Los edificios y las ciudades en el cine han sido así un registro del pasado, del presente, y también de futuro, con numerosas películas proyectando en sus ciudades imaginarias fantasías y terrores del porvenir: de “Metropolis” y el expresionismo alemán a “Blade Runner” o “Dark City”, las visiones del futuro estuvieron atravesadas por el voraz avance tecnológico, reflejado antes que en robotitos o autos voladores, en los ominosos edificios y en las urbes de neón que aparecían en la pantalla.
Es decir: el cine cuenta, a través de sus escenarios, parte de sus historias. ¿Qué historia quieren contar, entonces, dos películas recientemente estrenadas y particularmente conscientes de la relación entre cine y arquitectura como “Megalópolis” y “The Brutalist”? En principio, ambas asoman como respuestas a los planteos de un clásico del cine sobre arquitectos: “El manantial”, la película de 1949 dirigida por King Vidor y basada en la obra de Ayn Rand, figura fundamental en el presente libertario, al punto de que la primera obra presentada en el renombrado Palacio Libertad fue “La noche del 16 de enero”, de la autora (aquella velada fue la primera de Milei y “Yuyito” en público).
El héroe de Coppola es ambicioso, pero a diferencia del héroe de Rand, quiere mejorar el mundo
Rand refinaría sus ideas “objetivistas” en su tercera y más famosa novela, “La rebelión de Atlas”, pero ya en “El manantial” aparecía su defensa del individualismo más acérrimo: “Mi filosofía”, describía ella, “es, en esencia, el concepto del hombre como un ser heroico, con su propia felicidad como propósito moral de su vida, con el logro productivo como su actividad más noble y con la razón como su único absoluto”.

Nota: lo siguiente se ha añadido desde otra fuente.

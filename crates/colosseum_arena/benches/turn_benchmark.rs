//! Benchmark for the hot turn-resolution path.

use criterion::{black_box, criterion_group, criterion_main, Criterion};

use colosseum_arena::{
    BattleEngine, BattleRules, CharacterClass, CharacterRegistry, SipMixer, Stance, TurnCommand,
};
use colosseum_core::{CallContext, MemoryStore};

fn bench_execute_turn(c: &mut Criterion) {
    let rules = BattleRules::default();

    c.bench_function("execute_turn", |b| {
        b.iter_batched(
            || {
                let mut store = MemoryStore::new();
                let ctx = CallContext::new("alice", 1_700_000_000);
                let mut reg = CharacterRegistry::new(&mut store, &rules);
                reg.create_character(&ctx, "c1", CharacterClass::Warrior, "Maximus")
                    .unwrap();
                let ctx2 = CallContext::new("bob", 1_700_000_000);
                reg.create_character(&ctx2, "c2", CharacterClass::Tank, "Wall")
                    .unwrap();
                let mut mixer = SipMixer::default();
                let mut engine = BattleEngine::new(&mut store, &mut mixer, &rules);
                engine
                    .create_battle(&ctx, "b1", "c1", "c2", 1_700_000_000)
                    .unwrap();
                store
            },
            |mut store| {
                let ctx = CallContext::new("alice", 1_700_000_001);
                let mut mixer = SipMixer::default();
                let mut engine = BattleEngine::new(&mut store, &mut mixer, &rules);
                let cmd = TurnCommand {
                    battle: "b1".into(),
                    character: "c1".into(),
                    stance: Stance::Balanced,
                    use_special: false,
                    skill_slot: 0,
                };
                // a wildcard trigger is a valid outcome too; both paths count
                let _ = black_box(engine.execute_turn(&ctx, &cmd));
            },
            criterion::BatchSize::SmallInput,
        );
    });
}

criterion_group!(benches, bench_execute_turn);
criterion_main!(benches);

En “El manantial”, su héroe, Howard Roark (encarnado por Gary Cooper), ve como sus ambiciosas ideas arquitectónicas colisionan una y otra vez contra los preconceptos de la sociedad. Pero triunfa, finalmente, en llevar adelante su visión, cueste lo que cueste, caiga quien caiga. Roark dice en la película: “Cada gran logro que tenemos ha sido posible gracias al trabajo independiente de una mente independiente. El mundo está en decadencia debido a una orgía de abnegación”.
La monumental "El Brutalista" esconde una épica del hombre pequeño
COPPOLA Y CORBET
Roark comparte similitudes con el César de “Megalópolis”, evidente alter-ego de Francis Ford Coppola, el director que para hacer la película puso plata (cientos de millones) de su bolsillo. Coppola tenía una visión e hizo todo para conseguirla: también César tiene una visión y encuentra obstáculos. Es un genio perturbado que puede detener el tiempo y sueña con una urbe utópica, aunque para construirla tiene que destruir una serie de viviendas sociales. Al final, gana César, aunque su triunfo, le responde Coppola a Rand, no es el motivo de su felicidad: César cree que su urbe utópica, la que da título a la película, cambiará el mundo. Abnegado, trabaja no para él, sino para la humanidad.

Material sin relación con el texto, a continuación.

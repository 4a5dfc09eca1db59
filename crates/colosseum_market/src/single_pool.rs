//! # Single-Pool Parimutuel Market
//!
//! Pool lifecycle `Open -> Closed -> Settled`. Odds are computed exactly
//! once, at close, from the then-current per-outcome totals. Settlement is
//! capability-gated; claims are single-shot with the claimed flag staged
//! before any funds move.

use colosseum_core::{
    decode_record, keys, store, Address, CallContext, DecodeError, DecodeResult, EntityStore,
    Notification, RecordReader, RecordWriter, SettlerCap, StoreError,
};
use tracing::{debug, info};

use crate::asset::{AssetLedger, HOUSE};
use crate::error::{MarketError, MarketResult};
use crate::fixed_point::{pro_rata, split_edge, Odds};

/// Pool/bet record version.
pub const RECORD_VERSION: u8 = 1;

/// Streak bonus step per consecutive win (basis points of the payout).
const STREAK_STEP_BPS: u64 = 500;
/// Streak bonus ceiling (basis points), reached from streak 5.
const STREAK_CAP_BPS: u64 = 2_500;

/// A bettable outcome: side A (battle side 1) or side B (battle side 2).
#[derive(Clone, Copy, Debug, PartialEq, Eq)]
pub enum Outcome {
    /// Battle side 1 wins.
    A,
    /// Battle side 2 wins.
    B,
}

impl Outcome {
    /// The persisted byte (1 or 2).
    #[inline]
    #[must_use]
    pub const fn as_u8(self) -> u8 {
        match self {
            Self::A => 1,
            Self::B => 2,
        }
    }

    /// Converts from the persisted byte.
    #[inline]
    #[must_use]
    pub const fn from_u8(value: u8) -> Option<Self> {
        match value {
            1 => Some(Self::A),
            2 => Some(Self::B),
            _ => None,
        }
    }

    /// Signal rendering (`A` / `B`).
    #[inline]
    #[must_use]
    pub const fn as_char(self) -> char {
        match self {
            Self::A => 'A',
            Self::B => 'B',
        }
    }
}

/// Pool sizing and edge parameters fixed at creation.
#[derive(Clone, Copy, Debug, PartialEq, Eq)]
pub struct PoolParams {
    /// Minimum bet size.
    pub min_bet: u128,
    /// Maximum bet size.
    pub max_bet: u128,
    /// Total-stake cap; 0 = uncapped.
    pub cap: u128,
    /// House edge in basis points.
    pub edge_bps: u32,
}

impl Default for PoolParams {
    fn default() -> Self {
        Self {
            min_bet: 1,
            max_bet: u128::MAX,
            cap: 0,
            edge_bps: 500,
        }
    }
}

/// A parimutuel pool tied to one battle.
#[derive(Clone, Debug, PartialEq, Eq)]
pub struct SinglePool {
    /// Linked battle id.
    pub battle: String,
    /// Stake asset id.
    pub asset: String,
    /// Betting close time (unix seconds).
    pub close_time: u64,
    /// Total staked.
    pub total: u128,
    /// Staked on outcome A.
    pub staked_a: u128,
    /// Staked on outcome B.
    pub staked_b: u128,
    /// Odds for A, snapshotted at close.
    pub odds_a: Odds,
    /// Odds for B, snapshotted at close.
    pub odds_b: Odds,
    /// House edge in basis points.
    pub edge_bps: u32,
    /// Set once betting closed and odds snapshotted.
    pub closed: bool,
    /// Set once a settler recorded the winner.
    pub settled: bool,
    /// Winning outcome, present iff settled.
    pub winner: Option<Outcome>,
    /// Minimum bet size.
    pub min_bet: u128,
    /// Maximum bet size.
    pub max_bet: u128,
    /// Total-stake cap; 0 = uncapped.
    pub cap: u128,
}

impl SinglePool {
    /// Creates an open pool.
    #[must_use]
    pub fn new(battle: String, asset: String, close_time: u64, params: PoolParams) -> Self {
        Self {
            battle,
            asset,
            close_time,
            total: 0,
            staked_a: 0,
            staked_b: 0,
            odds_a: Odds::ZERO,
            odds_b: Odds::ZERO,
            edge_bps: params.edge_bps,
            closed: false,
            settled: false,
            winner: None,
            min_bet: params.min_bet,
            max_bet: params.max_bet,
            cap: params.cap,
        }
    }

    /// Stake on one outcome.
    #[inline]
    #[must_use]
    pub const fn staked(&self, outcome: Outcome) -> u128 {
        match outcome {
            Outcome::A => self.staked_a,
            Outcome::B => self.staked_b,
        }
    }

    /// Snapshot odds for one outcome.
    #[inline]
    #[must_use]
    pub const fn odds(&self, outcome: Outcome) -> Odds {
        match outcome {
            Outcome::A => self.odds_a,
            Outcome::B => self.odds_b,
        }
    }

    /// Total minus the house edge.
    #[inline]
    #[must_use]
    pub const fn payout_pool(&self) -> u128 {
        split_edge(self.total, self.edge_bps).0
    }

    /// Encodes the record in canonical field order.
    #[must_use]
    pub fn encode(&self) -> Vec<u8> {
        let mut w = RecordWriter::new(RECORD_VERSION);
        w.str(&self.battle)
            .str(&self.asset)
            .u64(self.close_time)
            .u128(self.total)
            .u128(self.staked_a)
            .u128(self.staked_b)
            .u128(self.odds_a.raw())
            .u128(self.odds_b.raw())
            .u32(self.edge_bps)
            .bool(self.closed)
            .bool(self.settled)
            .u8(self.winner.map_or(0, Outcome::as_u8))
            .u128(self.min_bet)
            .u128(self.max_bet)
            .u128(self.cap);
        w.finish()
    }

    /// Decodes a record previously produced by [`SinglePool::encode`].
    ///
    /// # Errors
    ///
    /// `StoreError::Corrupt` when the bytes do not match the field order.
    pub fn decode(key: &str, bytes: &[u8]) -> Result<Self, StoreError> {
        decode_record(key, bytes, RECORD_VERSION, Self::decode_fields)
    }

    fn decode_fields(r: &mut RecordReader<'_>) -> DecodeResult<Self> {
        let battle = r.str()?;
        let asset = r.str()?;
        let close_time = r.u64()?;
        let total = r.u128()?;
        let staked_a = r.u128()?;
        let staked_b = r.u128()?;
        let odds_a = Odds::from_raw(r.u128()?);
        let odds_b = Odds::from_raw(r.u128()?);
        let edge_bps = r.u32()?;
        let closed = r.bool()?;
        let settled = r.bool()?;
        let winner = match r.u8()? {
            0 => None,
            b => Some(
                Outcome::from_u8(b)
                    .ok_or_else(|| DecodeError(format!("invalid outcome byte {b}")))?,
            ),
        };
        Ok(Self {
            battle,
            asset,
            close_time,
            total,
            staked_a,
            staked_b,
            odds_a,
            odds_b,
            edge_bps,
            closed,
            settled,
            winner,
            min_bet: r.u128()?,
            max_bet: r.u128()?,
            cap: r.u128()?,
        })
    }

    /// Loads a pool by id.
    ///
    /// # Errors
    ///
    /// `MarketError::UnknownPool` if absent; corrupt records propagate.
    pub fn load<S: EntityStore + ?Sized>(store: &S, id: &str) -> MarketResult<Self> {
        let key = keys::single_pool(id);
        match store.get(&key) {
            Ok(bytes) => Ok(Self::decode(&key, &bytes)?),
            Err(StoreError::NotFound(_)) => Err(MarketError::UnknownPool(id.to_owned())),
            Err(e) => Err(e.into()),
        }
    }

    /// Persists the pool under its id.
    pub fn save<S: EntityStore + ?Sized>(&self, store: &mut S, id: &str) {
        store.set(&keys::single_pool(id), self.encode());
    }
}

También Brady Corbet elige a un arquitecto genial como héroe en “The Brutalist”: no es casualidad. El cine y los edificios cuentan historias, y hacer una película y hacer cine son emprendimientos idealistas: el director como visionario, el mundo modificando, obstaculizando, irremediablemente, su visión.
Corbet construye en la nominada al Oscar “The Brutalist” la gran épica del hombre pequeño
Esa negociación entre artista y mundo es central en “The Brutalist”, donde el protagonista, László Tóth, pasa 30 años de su vida intentando llevar adelante su visión, pero quien paga es Harrison Lee Van Buren, que pone freno constante a su vuelo artístico. La película de Corbet, como la de Coppola, es una épica de gran escala, al igual que las ideas de sus alter-ego de la pantalla: pero Corbet muestra a su criatura completamente aplastada, una y otra vez, por el entorno. El dinero manda, la sociedad lo trata como un ciudadano de segunda por ser inmigrante. La meritocracia “randiana” es constantemente desmentida por el entorno. Y allí, de hecho, reside el heroísmo de Tóth (también su naturaleza trágica): en seguir a pesar de que no hay victoria garantizada, quizás no hay victoria posible.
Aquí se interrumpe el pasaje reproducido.